Gaul sank into a chair beside the pool. In the blue light rippling up through its surface, he looked at the bound document in his hands. In the months since he’d first read it, the block of text on its cover had come to embody stress itself.

U.S. ARMY BIOWARFARE RESEARCH INSTITUTE (USABRI)

LIVING WEAPONS INITIATIVE—COHORT 23.3

ACCIDENT INVESTIGATION REPORT—“SNAPDRAGON”

Gaul shut his eyes and sank back into the seat cushion. His phone rang in his pocket. Lowry’s ringtone. Gaul took it out and answered without opening his eyes.

“The Chicago option is up and running, sir,” Lowry said.

Gaul acknowledged him, hung up, and set the phone on the paver bricks.

Two months before, in the days after Rachel had been captured, chemical analysis of her skin and hair had yielded a pollutant profile consistent with greater Chicago. That wasn’t where Gaul’s people had grabbed her, but it seemed to be where she’d spent much of her recent time. It seemed to be her home.

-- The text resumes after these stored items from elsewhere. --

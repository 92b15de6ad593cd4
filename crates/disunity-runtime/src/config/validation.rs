//! Configuration validation utilities.

use super::error::{ConfigError, ConfigResult};
use super::schema::{ApplicationConfig, DisunityConfig, HttpConfig, MessagesConfig, ServerConfig};

/// Validates the entire configuration.
pub fn validate_config(config: &DisunityConfig) -> ConfigResult<()> {
    validate_application(&config.application)?;
    validate_server(&config.server)?;
    validate_http(&config.http)?;
    validate_messages(&config.messages)?;
    Ok(())
}

fn validate_application(application: &ApplicationConfig) -> ConfigResult<()> {
    let key = &application.public_key;
    if key.is_empty() {
        return Err(ConfigError::missing_field("application.public_key"));
    }
    if key.len() != 64 || !key.chars().all(|c| c.is_ascii_hexdigit()) {
        return Err(ConfigError::validation(
            "application.public_key must be 64 hexadecimal characters",
        ));
    }
    if application.client_secret.is_some() && application.application_id.is_none() {
        return Err(ConfigError::missing_field("application.application_id"));
    }
    Ok(())
}

fn validate_server(server: &ServerConfig) -> ConfigResult<()> {
    if server.port == 0 {
        return Err(ConfigError::InvalidPort(server.port));
    }
    if !server.path.starts_with('/') {
        return Err(ConfigError::validation("server.path must start with '/'"));
    }
    Ok(())
}

fn validate_http(http: &HttpConfig) -> ConfigResult<()> {
    if http.timeout_ms == 0 {
        return Err(ConfigError::validation("http.timeout_ms must be greater than 0"));
    }
    if !http.api_base.starts_with("http://") && !http.api_base.starts_with("https://") {
        return Err(ConfigError::validation(format!(
            "http.api_base must be an http(s) URL, got {}",
            http.api_base
        )));
    }
    Ok(())
}

fn validate_messages(messages: &MessagesConfig) -> ConfigResult<()> {
    let fields = [
        ("messages.command_not_found", &messages.command_not_found),
        ("messages.component_not_found", &messages.component_not_found),
        ("messages.autocomplete_not_found", &messages.autocomplete_not_found),
        ("messages.timed_out", &messages.timed_out),
        ("messages.error", &messages.error),
    ];
    for (field, text) in fields {
        if text.trim().is_empty() {
            return Err(ConfigError::validation(format!("{field} must not be empty")));
        }
    }
    Ok(())
}

#[cfg(test)]
mod tests {
    use super::*;

    fn valid() -> DisunityConfig {
        let mut config = DisunityConfig::default();
        config.application.public_key = "a".repeat(64);
        config
    }

    #[test]
    fn test_validate_valid_config() {
        assert!(validate_config(&valid()).is_ok());
    }

    #[test]
    fn test_validate_missing_public_key() {
        let result = validate_config(&DisunityConfig::default());
        assert!(matches!(result, Err(ConfigError::MissingField { field }) if field == "application.public_key"));
    }

    #[test]
    fn test_validate_public_key_shape() {
        let mut config = valid();
        config.application.public_key = "zz".repeat(32);
        assert!(matches!(
            validate_config(&config),
            Err(ConfigError::ValidationError { .. })
        ));
    }

    #[test]
    fn test_validate_client_secret_needs_id() {
        let mut config = valid();
        config.application.client_secret = Some("secret".into());
        assert!(validate_config(&config).is_err());
        config.application.application_id = Some("42".into());
        assert!(validate_config(&config).is_ok());
    }

    #[test]
    fn test_validate_server() {
        let mut config = valid();
        config.server.port = 0;
        assert!(matches!(validate_config(&config), Err(ConfigError::InvalidPort(0))));

        let mut config = valid();
        config.server.path = "interactions".into();
        assert!(validate_config(&config).is_err());
    }

    #[test]
    fn test_validate_http_and_messages() {
        let mut config = valid();
        config.http.timeout_ms = 0;
        assert!(validate_config(&config).is_err());

        let mut config = valid();
        config.messages.timed_out = "  ".into();
        assert!(validate_config(&config).is_err());
    }
}
#[cfg(test)]
pub(crate) mod tests {
    use super::*;
    use async_trait::async_trait;
    use disunity_core::TransportResult;
    use parking_lot::Mutex;
    use serde_json::json;

    /// Records every call and answers with a fixed message body, or with
    /// `error` when set.
    #[derive(Default)]
    pub(crate) struct RecordingClient {
        pub(crate) calls: Mutex<Vec<(HttpMethod, String, Option<Value>, usize)>>,
        pub(crate) error: Option<TransportError>,
        pub(crate) bot: bool,
    }

    impl RecordingClient {
        fn failing(status: u16, body: &str) -> Self {
            Self {
                error: Some(TransportError::Status {
                    status,
                    body: body.into(),
                }),
                ..Self::default()
            }
        }
    }

    #[async_trait]
    impl RestClient for RecordingClient {
        async fn request(
            &self,
            method: HttpMethod,
            route: &str,
            body: Option<Value>,
            files: Vec<Attachment>,
        ) -> TransportResult<Value> {
            self.calls
                .lock()
                .push((method, route.to_owned(), body, files.len()));
            if let Some(err) = &self.error {
                return Err(err.clone());
            }
            if method == HttpMethod::Delete {
                return Ok(Value::Null);
            }
            Ok(json!({ "id": "900", "content": "sent" }))
        }

        fn has_bot_token(&self) -> bool {
            self.bot
        }
    }

    pub(crate) fn context(payload: Value, rest: Option<Arc<dyn RestClient>>) -> InteractionContext {
        let interaction: Interaction = serde_json::from_value(payload.clone()).unwrap();
        InteractionContext::new(
            Arc::new(interaction),
            Arc::new(payload),
            Vec::new(),
            "app".into(),
            rest,
            Registry::new(),
        )
    }

    fn component_payload(clicker: &str, invoker: &str) -> Value {
        json!({
            "id": "1",
            "type": 3,
            "token": "tok",
            "member": { "user": { "id": clicker, "username": "c" } },
            "data": { "custom_id": "confirm-1", "component_type": 2 },
            "message": {
                "id": "m1",
                "interaction": { "id": "0", "user": { "id": invoker, "username": "i" } }
            }
        })
    }

    #[test]
    fn test_check_user() {
        assert!(context(component_payload("5", "5"), None).check_user().unwrap());
        assert!(!context(component_payload("5", "6"), None).check_user().unwrap());

        let command = context(json!({ "id": "1", "type": 2, "data": { "name": "x" } }), None);
        assert!(matches!(
            command.check_user(),
            Err(FollowupError::InvalidMethodUse(_))
        ));
    }

    #[test]
    fn test_modal_values_flatten_rows() {
        let ctx = context(
            json!({
                "id": "1",
                "type": 5,
                "data": {
                    "custom_id": "feedback",
                    "components": [
                        { "type": 1, "components": [{ "type": 4, "custom_id": "title", "value": "Hi" }] },
                        { "type": 1, "components": [{ "type": 4, "custom_id": "body", "value": "Text" }] }
                    ]
                }
            }),
            None,
        );
        let values = ctx.modal_values();
        assert_eq!(values.get("title").map(String::as_str), Some("Hi"));
        assert_eq!(values.get("body").map(String::as_str), Some("Text"));
        assert_eq!(ctx.deferred_kind(), ResponseKind::DeferredChannelMessage);
    }

    #[tokio::test]
    async fn test_followup_requires_acknowledgement() {
        let client = Arc::new(RecordingClient::default());
        let ctx = context(component_payload("5", "5"), Some(client.clone()));

        let err = ctx.followup("early", Vec::new()).await.unwrap_err();
        assert!(matches!(err, FollowupError::InvalidMethodUse(_)));
        assert!(client.calls.lock().is_empty());

        ctx.mark_acknowledged();
        let message = ctx
            .followup("late", vec![Attachment::new("a.txt", b"x".to_vec())])
            .await
            .unwrap();
        assert_eq!(message.id, "900");

        let calls = client.calls.lock();
        assert_eq!(calls[0].0, HttpMethod::Post);
        assert_eq!(calls[0].1, "webhooks/app/tok");
        assert_eq!(calls[0].2, Some(json!({ "content": "late" })));
        assert_eq!(calls[0].3, 1);
    }

    #[tokio::test]
    async fn test_edit_and_delete_routes() {
        let client = Arc::new(RecordingClient::default());
        let ctx = context(component_payload("5", "5"), Some(client.clone()));
        ctx.mark_acknowledged();

        ctx.edit_original("edited").await.unwrap();
        ctx.delete_message("42").await.unwrap();

        let calls = client.calls.lock();
        assert_eq!(calls[0].0, HttpMethod::Patch);
        assert_eq!(calls[0].1, "webhooks/app/tok/messages/@original");
        assert_eq!(calls[1].0, HttpMethod::Delete);
        assert_eq!(calls[1].1, "webhooks/app/tok/messages/42");
    }

    #[tokio::test]
    async fn test_followup_surfaces_transport_errors() {
        let client = Arc::new(RecordingClient::failing(500, "Internal Server Error"));
        let ctx = context(component_payload("5", "5"), Some(client));
        ctx.mark_acknowledged();

        let err = ctx.delete_original().await.unwrap_err();
        assert!(matches!(
            err,
            FollowupError::Transport(TransportError::Status { status: 500, .. })
        ));

        let no_client = context(component_payload("5", "5"), None);
        no_client.mark_acknowledged();
        assert!(matches!(
            no_client.delete_original().await,
            Err(FollowupError::NoRestClient)
        ));
    }

    #[tokio::test]
    async fn test_expired_token_codes() {
        for code in [10015, 50027] {
            let body = format!(r#"{{"message": "Unknown Webhook", "code": {code}}}"#);
            let ctx = context(
                component_payload("5", "5"),
                Some(Arc::new(RecordingClient::failing(404, &body))),
            );
            ctx.mark_acknowledged();

            assert!(matches!(
                ctx.edit_original("late").await,
                Err(FollowupError::Expired)
            ));
            assert!(matches!(
                ctx.followup("late", Vec::new()).await,
                Err(FollowupError::Expired)
            ));
            assert!(matches!(ctx.delete_message("42").await, Err(FollowupError::Expired)));
        }

        let other = context(
            component_payload("5", "5"),
            Some(Arc::new(RecordingClient::failing(
                403,
                r#"{"message": "Missing Access", "code": 50001}"#,
            ))),
        );
        other.mark_acknowledged();
        assert!(matches!(
            other.edit_original("late").await,
            Err(FollowupError::Transport(TransportError::Status { status: 403, .. }))
        ));
    }

    #[tokio::test]
    async fn test_bot_routes() {
        let client = Arc::new(RecordingClient {
            bot: true,
            ..RecordingClient::default()
        });
        let ctx = context(component_payload("5", "5"), Some(client.clone()));

        // Channel routes do not need the interaction to be acknowledged.
        let message = ctx.edit_as_bot("30", "m1", "edited").await.unwrap();
        assert_eq!(message.id, "900");
        ctx.delete_as_bot("30", "m1").await.unwrap();

        let calls = client.calls.lock();
        assert_eq!(calls[0].0, HttpMethod::Patch);
        assert_eq!(calls[0].1, "channels/30/messages/m1");
        assert_eq!(calls[0].2, Some(json!({ "content": "edited" })));
        assert_eq!(calls[1].0, HttpMethod::Delete);
        assert_eq!(calls[1].1, "channels/30/messages/m1");
    }

    #[tokio::test]
    async fn test_bot_routes_require_bot_token() {
        let client = Arc::new(RecordingClient::default());
        let ctx = context(component_payload("5", "5"), Some(client.clone()));

        assert!(matches!(
            ctx.edit_as_bot("30", "m1", "edited").await,
            Err(FollowupError::MissingBotToken("edit_as_bot"))
        ));
        assert!(matches!(
            ctx.delete_as_bot("30", "m1").await,
            Err(FollowupError::MissingBotToken("delete_as_bot"))
        ));
        assert!(client.calls.lock().is_empty());

        let no_client = context(component_payload("5", "5"), None);
        assert!(matches!(
            no_client.delete_as_bot("30", "m1").await,
            Err(FollowupError::NoRestClient)
        ));
    }
}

She likely wouldn’t remember her way back there for days yet, but in the name of caution the Chicago option was running now.

The thing was, it didn’t speak of caution. It spoke of desperation. It was as ridiculous as it was clever. That he was grasping for it only heightened the feeling that he was drowning.

*   *   *

“So you’re sleeping in the living room?” Rachel asked.

Dryden nodded. He stood in the doorway of her bedroom; she stood facing him from just inside, holding under her arm the triceratops whose name she couldn’t remember.

“I know I’m safe here,” Rachel said. “I just wish you were going to be closer.”

“Downside of owning a whole floor of a skyscraper,” Dryden said.

Rachel managed a smile. Dryden had seen precious few of them from her in the long hours since lunch. Even this one slipped away in a second or two. She looked down at her feet.

“Scary,” she said. “All this stuff. I wanted so much to remember. And now … I still want it, but in a different way. Like something bad I just want to get behind me.” She looked up at him. “But bad things can take forever to get behind you, can’t they.”

“They can.”

She nodded. Then she stepped forward and hugged him tightly. She held on for a long time, then said good night and closed her door.

*   *   *

Gaul flipped through the report, coming at last to the section he always stopped at. The one titled
RACHEL GRANT.
His fingertips traced over the page, passing slowly across the two words, as if they might cut him.

*   *   *

Audrey waited until Dryden had left the east hallway and gone to the living room. She stepped out of her bedroom and went to Sandra’s, slipping in and closing the door behind her.

In the darkness, Sandra stood in silhouette at the window, against the shimmer of pier lights on Lake Michigan. Audrey went to her.

“It hurts, not leveling with her,” Sandra said.

“It won’t be this way for long. A few more days.”

“What do you think it’ll be like? When she starts to get it all back?”

Audrey breathed a laugh. The sound was hard and cold, but not without amusement. “Interesting. To say the least.”

*   *   *

Gaul turned the pages slowly, making his way through the section about Rachel. Rachel and all that she’d done in her short life. Color photos filled some of the sheets. Gaul had a strong stomach for images of this sort, but these tested its limits. Still he stared at each in turn. He felt obligated to do so—to remind himself what the stakes were.

At last he let the report fall shut. He set it on the bricks beside the phone. As always, his hand came away shaking.

 

PART THREE

LUCERO

Let us alone. What is it that will last?

All things are taken from us, and become

Portions and parcels of the dreadful past.

—ALFRED, LORD TENNYSON

 

CHAPTER THIRTY

Deep in the night, Dryden woke. For a moment he felt sure something had roused him, a sound or a flash of light, but as the seconds drew out, the impression faded.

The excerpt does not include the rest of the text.